愛媛県史 近世 上(昭和61年1月31日発行)

3 陣屋町小松の整備

 寛永一四年(一六三七)、初入部しか直頼は、当初周布郡北条村の長福寺にいたとも、また、北条村庄屋宅にいたとも伝えられるが、翌寛永一五年、新屋敷村の塚村に陣屋を営み、この地に移り住んだ。また、それとともに塚村の地を小松と改称した。
 現在の周桑郡小松町新屋敷御殿に営まれた陣屋は、御殿の名で呼ばれ、郭内には藩主居館が置かれていた。規模は、東西六三間・南北一〇〇間、面積は六、三〇○坪である。陣屋は堤と土塀で囲まれ、さらに堀がめぐらされており、西側の櫓門、桜門によって丸の内に通じていた(予州小松藩御陣屋見取図)。
 丸の内は陣屋を取り囲む一画で、周囲を石垣に囲まれ、家老喜多川家、一柳氏一族など上級武士の邸が置かれた。また、藩の会所は、陣屋の正門である櫓門の正面に置かれ、御作事の役所もこの一画に置かれていた。丸の内は、北側の大木戸(桜の馬場)・西側の御竹門(大手口)・坂下門(搦手口)によって、一般家中屋敷及び町人町に通じており、御竹門前には桝形・藩校養正館が置かれていた。
 家中屋敷は丸の内の西部・北部に広がり、中広路・西横町・上横町・北町などに区画された。

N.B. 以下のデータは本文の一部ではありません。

impl RuntimeInstance for RecordingRuntime {
    fn set_context_storage(&self, _state: Arc<dyn TrieState>) {}

    fn execute_block(&self, block: &Block) -> Result<Vec<u8>, ExecutionError> {
        self.executed.lock().push(block.header.number);
        Ok(Vec::new())
    }
}

/// Telemetry sink recording block-import events.
#[derive(Default)]
pub struct RecordingTelemetry {
    records: Mutex<Vec<(Hash, u64, &'static str)>>,
}

impl RecordingTelemetry {
    /// Recorded block-import events.
    pub fn block_imports(&self) -> Vec<(Hash, u64, &'static str)> {
        self.records.lock().clone()
    }
}

impl Telemetry for RecordingTelemetry {
    fn send_block_import(&self, hash: &Hash, number: u64, origin: &'static str) {
        self.records.lock().push((*hash, number, origin));
    }
}

/// Transport mock with a mutable peer list.
#[derive(Default)]
pub struct ScriptedNetwork {
    peers: Mutex<Vec<PeerId>>,
    handshakes: AtomicUsize,
    reported: Mutex<Vec<(ReputationChange, PeerId)>>,
}

impl ScriptedNetwork {
    /// Mark a peer as connected.
    pub fn connect(&self, who: PeerId) {
        let mut peers = self.peers.lock();
        if !peers.contains(&who) {
            peers.push(who);
        }
    }

    /// Number of handshakes broadcast so far.
    pub fn handshake_count(&self) -> usize {
        self.handshakes.load(Ordering::SeqCst)
    }

    /// Reputation changes reported so far.
    pub fn reported(&self) -> Vec<(ReputationChange, PeerId)> {
        self.reported.lock().clone()
    }
}

impl Network for ScriptedNetwork {
    fn block_announce_handshake(&self, _best: &Header) -> Result<(), RequestError> {
        self.handshakes.fetch_add(1, Ordering::SeqCst);
        if self.peers.lock().is_empty() {
            return Err(RequestError::NoPeersConnected);
        }
        Ok(())
    }

    fn peers(&self) -> Vec<PeerId> {
        self.peers.lock().clone()
    }

    fn report_peer(&self, change: ReputationChange, peer: &PeerId) {
        self.reported.lock().push((change, peer.clone()));
    }
}

/// Per-peer response behavior, consumed on first use.
#[derive(Debug, Clone)]
pub enum PeerScript {
    /// Serve the next response truncated to `len` blocks.
    ShortOnce(usize),
    /// Corrupt the next response with a known-bad block hash.
    BadBlockOnce(Hash),
    /// Fail the next request with the given error.
    FailOnce(RequestError),
}

/// Request maker serving one or more registered chains, with optional
/// per-peer misbehavior scripts.
pub struct ScriptedRequestMaker {
    index: HashMap<Hash, (usize, usize)>,
    chains: Vec<Vec<BlockData>>,
    scripts: Mutex<HashMap<PeerId, PeerScript>>,
    requests: Mutex<Vec<(PeerId, BlockRequest)>>,
}

impl ScriptedRequestMaker {
    /// Serve the given main chain; number-anchored requests resolve here.
    pub fn serving(main: &Chain) -> Self {
        let mut maker = Self {
            index: HashMap::new(),
            chains: Vec::new(),
            scripts: Mutex::new(HashMap::new()),
            requests: Mutex::new(Vec::new()),
        };
        maker.register_chain(main.blocks.clone());
        maker
    }

    /// Register an extra (fork) chain; hash-anchored requests resolve into
    /// whichever chain the hash belongs to.
    pub fn register_chain(&mut self, blocks: Vec<BlockData>) {
        let chain_id = self.chains.len();
        for (position, block) in blocks.iter().enumerate() {
            self.index.insert(block.hash, (chain_id, position));
        }
        self.chains.push(blocks);
    }

    /// Install a one-shot behavior for `who`.
    pub fn script(&self, who: PeerId, script: PeerScript) {
        self.scripts.lock().insert(who, script);
    }

    /// Number of requests served so far.
    pub fn request_count(&self) -> usize {
        self.requests.lock().len()
    }

    /// Whether any request observed so far matches `predicate`.
    pub fn saw_request(&self, predicate: impl Fn(&BlockRequest) -> bool) -> bool {
        self.requests
            .lock()
            .iter()
            .any(|(_, request)| predicate(request))
    }

    fn slice_for(&self, request: &BlockRequest) -> Vec<BlockData> {
        let max = request.max as usize;
        match (&request.from, request.direction) {
            (FromBlock::Number(number), Direction::Ascending) => self.chains[0]
                .iter()
                .skip(*number as usize)
                .take(max)
                .cloned()
                .collect(),
            (FromBlock::Number(number), Direction::Descending) => {
                let main = &self.chains[0];
                let index = (*number as usize).min(main.len().saturating_sub(1));
                let start = (index + 1).saturating_sub(max);
                main[start..=index].iter().rev().cloned().collect()
            }
            (FromBlock::Hash(hash), direction) => {
                let Some(&(chain_id, position)) = self.index.get(hash) else {
                    return Vec::new();
                };
                let chain = &self.chains[chain_id];
                match direction {
                    Direction::Ascending => {
                        chain.iter().skip(position).take(max).cloned().collect()
                    }
                    Direction::Descending => {
                        let start = (position + 1).saturating_sub(max);
                        let mut run: Vec<BlockData> =
                            chain[start..=position].iter().rev().cloned().collect();
                        // a fork request may walk past the branch point into
                        // the main chain
                        if run.len() < max && chain_id != 0 {
                            if let Some(first) = run.last().and_then(|block| block.header.clone()) {
                                if let Some(&(0, main_position)) =
                                    self.index.get(&first.parent_hash)
                                {
                                    let missing = max - run.len();
                                    let main = &self.chains[0];
                                    let main_start = (main_position + 1).saturating_sub(missing);
                                    run.extend(
                                        main[main_start..=main_position]
                                            .iter()
                                            .rev()
                                            .cloned(),
                                    );
                                }
                            }
                        }
                        run
                    }
                }
            }
        }
    }
}

#[async_trait]
impl RequestMaker for ScriptedRequestMaker {
    async fn block_request(
        &self,
        peer: &PeerId,
        request: &BlockRequest,
    ) -> Result<BlockResponse, RequestError> {
        self.requests.lock().push((peer.clone(), request.clone()));

        let script = self.scripts.lock().remove(peer);
        if let Some(PeerScript::FailOnce(error)) = &script {
            return Err(error.clone());
        }

        let mut blocks = self.slice_for(request);
        if blocks.is_empty() {
            return Err(RequestError::EmptyMessage);
        }

        match script {
            Some(PeerScript::ShortOnce(len)) => blocks.truncate(len),
            Some(PeerScript::BadBlockOnce(bad_hash)) => blocks[0].hash = bad_hash,
            _ => {}
        }

        Ok(BlockResponse { blocks })
    }
}

/// The full collaborator set plus the engine under test.
pub struct Harness {
    /// Engine under test.
    pub sync: Arc<ChainSync>,
    /// In-memory block database.
    pub block_state: Arc<InMemoryBlockState>,
    /// Storage layer.
    pub storage_state: Arc<InMemoryStorageState>,
    /// Transaction pool recorder.
    pub transaction_state: Arc<RecordingTransactionState>,
    /// Production verifier recorder.
    pub babe_verifier: Arc<RecordingBabeVerifier>,
    /// Finality gadget recorder.
    pub finality_gadget: Arc<RecordingFinalityGadget>,
    /// Import recorder.
    pub import_handler: Arc<RecordingImportHandler>,
    /// Telemetry recorder.
    pub telemetry: Arc<RecordingTelemetry>,
    /// Transport mock.
    pub network: Arc<ScriptedNetwork>,
    /// Scripted request maker.
    pub request_maker: Arc<ScriptedRequestMaker>,
    /// The disjoint block set handed to the engine.
    pub pending_blocks: Arc<DisjointBlockSet>,
}

/// Tunable knobs for [`Harness::build`].
pub struct HarnessOptions {
    /// Local chain height preloaded into the block state.
    pub best: u64,
    /// Finalised height preloaded into the block state.
    pub finalised: u64,
    /// Minimum workers before `start` returns.
    pub min_peers: usize,
    /// Hashes the engine refuses to import.
    pub bad_blocks: Vec<Hash>,
}

impl Default for HarnessOptions {
    fn default() -> Self {
        Self {
            best: 0,
            finalised: 0,
            min_peers: 1,
            bad_blocks: Vec::new(),
        }
    }
}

屋敷地は、家老一、二〇〇坪、上級武士九〇〇坪くらいで、小身の者は狭かった(武家屋敷之図)。
 家中屋敷の北部一帯は町人町で、東町・本町・中町・西町などに町割りされていた。これら町人町の住人には陣屋町建設に際して他所から誘致された人々も多かったと考えられるが、その具体的な状況や地子免除についての詳細は不明である。寛永年中、町年寄に任命された三宅川団七をはじめ、大田屋平八・江戸屋平右衛門・布屋平右衛門・和田屋利兵衛・銭屋理平・横田屋平八などが有力な商人であった(小松邑志)。
 小松藩の陣屋及び陣屋町の位置は、藩域の東部に偏し、ほとんど西条藩領と境を接するところにある。これは陣屋町建設当時にあっては、西条藩が本家一柳氏であったためで、一柳西条藩の改易(寛文五年=一六六五)・松平西条藩の成立以後においては、藩政中枢の位置としては、やや適正を欠くこととなった。